Fernwood Neighborhood Resource Group executive director Roberta Martell says she would gladly hire the workers, but hasn't been able to find people with certification required under the provincial Community Care and Facilities Licensing Act.
The centre received notice yesterday from Vancouver Island Health Authority chief medical officer Dr. Richard Stanwick that its request for five staff exemptions -- that would have allowed staff without such certification to continue working -- has been denied.
"I don't know what we're going to do," Martell said.
It's part of a wider child-care crunch that has put 11,000 B.C. families on waiting lists, Martell said.
The Fernwood infant and toddler centre looks after 20 children up to age three but has a waiting list of 375 families.
Such centres are required to have staff holding a prescribed ratio of Infant Toddler Education or Early Childhood Education certification, depending on the number and ages of children enrolled.
"There's this Act which prescribes how you have to run a centre," Martell said. "And we would willingly comply with it if we could find staff. We always have."
Because of natural turnover of staff and nobody willing to take jobs despite wages ranging from $14 to $18 an hour with benefits, "all of a sudden we are no longer in compliance with the Act."
Two of her current staff aren't child-care certified but hold teaching certificates. "They could teach a class of 30 kids but they can't, by B.C. government standards, look after four children," Martell said.
The letter from Stanwick said "that your request for exemption will result in an increased risk to the health and safety of persons in care and does not meet the prescribed requirements. . . ." Martel said she has been advised by a lawyer that the centre could face fines of up to $10,000 a day if it stays open.
VIHA spokeswoman Suzanne Germain said the health authority has been working with the Fernwood centre "trying to bring them into compliance." The centre had asked for five staff exemptions but was only granted one by VIHA, she said.
Martell doesn't blame the VIHA enforcement staff. She said the B.C. government is at fault for not funding adequate spaces in community colleges to train ECE and INT workers and for not funding child care in general on a consistent basis.
Rob Fleming, NDP MLA for Victoria-Hillside, said the Liberal government "should have seen this coming for a long time."

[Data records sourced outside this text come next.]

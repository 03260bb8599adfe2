//! Real-time transport seam
//!
//! The chat page only needs two things from a transport: a way to send a
//! prompt out and a stream of inbound events. [`ChannelTransport`] provides
//! both over in-process channels; a network transport implements the same
//! trait without touching the page.

use std::collections::HashMap;

use async_trait::async_trait;
use chat_core::{Message, Role};
use serde::{Deserialize, Serialize};
use tokio::sync::mpsc;

use crate::error::TransportError;

const CHANNEL_CAPACITY: usize = 64;

/// Outbound prompt for the active conversation.
#[derive(Debug, Clone, PartialEq, Eq, Serialize, Deserialize)]
pub struct PromptEvent {
    pub chat_id: String,
    pub prompt: String,
}

/// Inbound message as the backend sends it. Missing fields are filled in
/// when the message is appended to the log.
#[derive(Debug, Clone, Default, PartialEq, Eq, Serialize, Deserialize)]
pub struct IncomingMessage {
    #[serde(default)]
    pub id: Option<String>,
    #[serde(default)]
    pub role: Option<Role>,
    #[serde(default)]
    pub content: Option<String>,
}

impl IncomingMessage {
    pub fn text(content: impl Into<String>) -> Self {
        Self {
            content: Some(content.into()),
            ..Default::default()
        }
    }

    /// Resolve defaults: fresh id, model role, empty content.
    pub fn into_message(self) -> Message {
        Message::new(
            self.id.unwrap_or_else(chat_core::new_id),
            self.role.unwrap_or(Role::Model),
            self.content.unwrap_or_default(),
        )
    }
}

#[derive(Debug, Clone, PartialEq, Eq)]
pub enum TransportEvent {
    Connected,
    Disconnected,
    Response(IncomingMessage),
}

#[async_trait]
pub trait ChatTransport: Send + Sync {
    async fn send_prompt(&self, prompt: PromptEvent) -> Result<(), TransportError>;

    /// Wait for the next inbound event. `None` once the transport is closed.
    async fn next_event(&mut self) -> Option<TransportEvent>;

    /// Fetch earlier messages of a conversation.
    async fn load_history(&self, _chat_id: &str) -> Result<Vec<Message>, TransportError> {
        Ok(Vec::new())
    }
}

/// In-process transport backed by bounded tokio channels.
#[derive(Debug)]
pub struct ChannelTransport {
    prompts: mpsc::Sender<PromptEvent>,
    events: mpsc::Receiver<TransportEvent>,
    history: HashMap<String, Vec<Message>>,
}

/// The other side of a [`ChannelTransport`]: receives prompts and pushes
/// events back.
#[derive(Debug)]
pub struct RemoteEnd {
    prompts: mpsc::Receiver<PromptEvent>,
    events: mpsc::Sender<TransportEvent>,
}

impl ChannelTransport {
    pub fn pair() -> (ChannelTransport, RemoteEnd) {
        let (prompt_tx, prompt_rx) = mpsc::channel(CHANNEL_CAPACITY);
        let (event_tx, event_rx) = mpsc::channel(CHANNEL_CAPACITY);
        (
            ChannelTransport {
                prompts: prompt_tx,
                events: event_rx,
                history: HashMap::new(),
            },
            RemoteEnd {
                prompts: prompt_rx,
                events: event_tx,
            },
        )
    }

    /// Serve `messages` as the stored history of `chat_id`.
    pub fn with_history(mut self, chat_id: impl Into<String>, messages: Vec<Message>) -> Self {
        self.history.insert(chat_id.into(), messages);
        self
    }
}

#[async_trait]
impl ChatTransport for ChannelTransport {
    async fn send_prompt(&self, prompt: PromptEvent) -> Result<(), TransportError> {
        self.prompts
            .send(prompt)
            .await
            .map_err(|_| TransportError::Closed)
    }

    async fn next_event(&mut self) -> Option<TransportEvent> {
        self.events.recv().await
    }

    async fn load_history(&self, chat_id: &str) -> Result<Vec<Message>, TransportError> {
        Ok(self.history.get(chat_id).cloned().unwrap_or_default())
    }
}

impl RemoteEnd {
    pub async fn recv_prompt(&mut self) -> Option<PromptEvent> {
        self.prompts.recv().await
    }

    pub fn try_recv_prompt(&mut self) -> Option<PromptEvent> {
        self.prompts.try_recv().ok()
    }

    pub async fn send(&self, event: TransportEvent) -> Result<(), TransportError> {
        self.events
            .send(event)
            .await
            .map_err(|_| TransportError::Closed)
    }

    pub async fn connect(&self) -> Result<(), TransportError> {
        self.send(TransportEvent::Connected).await
    }

    pub async fn disconnect(&self) -> Result<(), TransportError> {
        self.send(TransportEvent::Disconnected).await
    }

    pub async fn reply(&self, message: IncomingMessage) -> Result<(), TransportError> {
        self.send(TransportEvent::Response(message)).await
    }
}

#[cfg(test)]
mod tests {
    use super::*;

    #[test]
    fn test_incoming_defaults() {
        let msg = IncomingMessage::default().into_message();
        assert_eq!(msg.role, Role::Model);
        assert_eq!(msg.content, "");
        assert!(!msg.id.is_empty());

        let explicit = IncomingMessage {
            id: Some("srv-1".into()),
            role: Some(Role::User),
            content: Some("echo".into()),
        }
        .into_message();
        assert_eq!(explicit, Message::new("srv-1", Role::User, "echo"));
    }

    #[test]
    fn test_incoming_parses_partial_json() {
        let incoming: IncomingMessage = serde_json::from_str(r#"{"content":"hi"}"#).unwrap();
        assert_eq!(incoming, IncomingMessage::text("hi"));
    }

    #[tokio::test]
    async fn test_channel_round_trip() {
        let (mut transport, mut remote) = ChannelTransport::pair();

        transport
            .send_prompt(PromptEvent {
                chat_id: "1".into(),
                prompt: "ping".into(),
            })
            .await
            .unwrap();
        let prompt = remote.recv_prompt().await.unwrap();
        assert_eq!(prompt.prompt, "ping");

        remote.reply(IncomingMessage::text("pong")).await.unwrap();
        assert_eq!(
            transport.next_event().await,
            Some(TransportEvent::Response(IncomingMessage::text("pong")))
        );
    }

    #[tokio::test]
    async fn test_send_after_remote_dropped() {
        let (mut transport, remote) = ChannelTransport::pair();
        drop(remote);

        let err = transport
            .send_prompt(PromptEvent {
                chat_id: "1".into(),
                prompt: "anyone?".into(),
            })
            .await
            .unwrap_err();
        assert!(matches!(err, TransportError::Closed));
        assert_eq!(transport.next_event().await, None);
    }
}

"The wages and the conditions and benefits of employment in the child-care sector are completely out of whack in this labour market with the cost that a student has to endure . . . to get the certification," Fleming said.
"One problem is recruiting people to enrol in early childhood education and infant and toddler education programs and graduate from them, and the other is to keep the staff that are working now in the sector in this economy."
Martel said the government needs to create both short- and long-term strategies. In the short term, it should allow centres in danger of closing to hire "qualified but not certified people."
B.C. Minister of State for Childcare Linda Reid said she will check into the Fernwood centre's situation. "In that instance, I will certainly follow up with the Ministry of Health in terms of licensing . . . But we are building more space and increasing the number of graduates in child care today."
Reid acknowledged there are challenges in finding enough qualified child-care employees. But she added government "has some irons in the fire" including a $4.5-million program to pay bursaries to students taking those programs.
"We do want to reassure parents that there are some good actions underway to alleviate this current crisis. But the crisis is across the economy -- it's not just child-care providers today that are being highly placed in demand."
Reid denied that government has dropped the ball when it comes to training child-care workers. She said there are 35 institutions across the province that provide such training. "There are certainly sufficient numbers of spaces for those who would wish to take the program."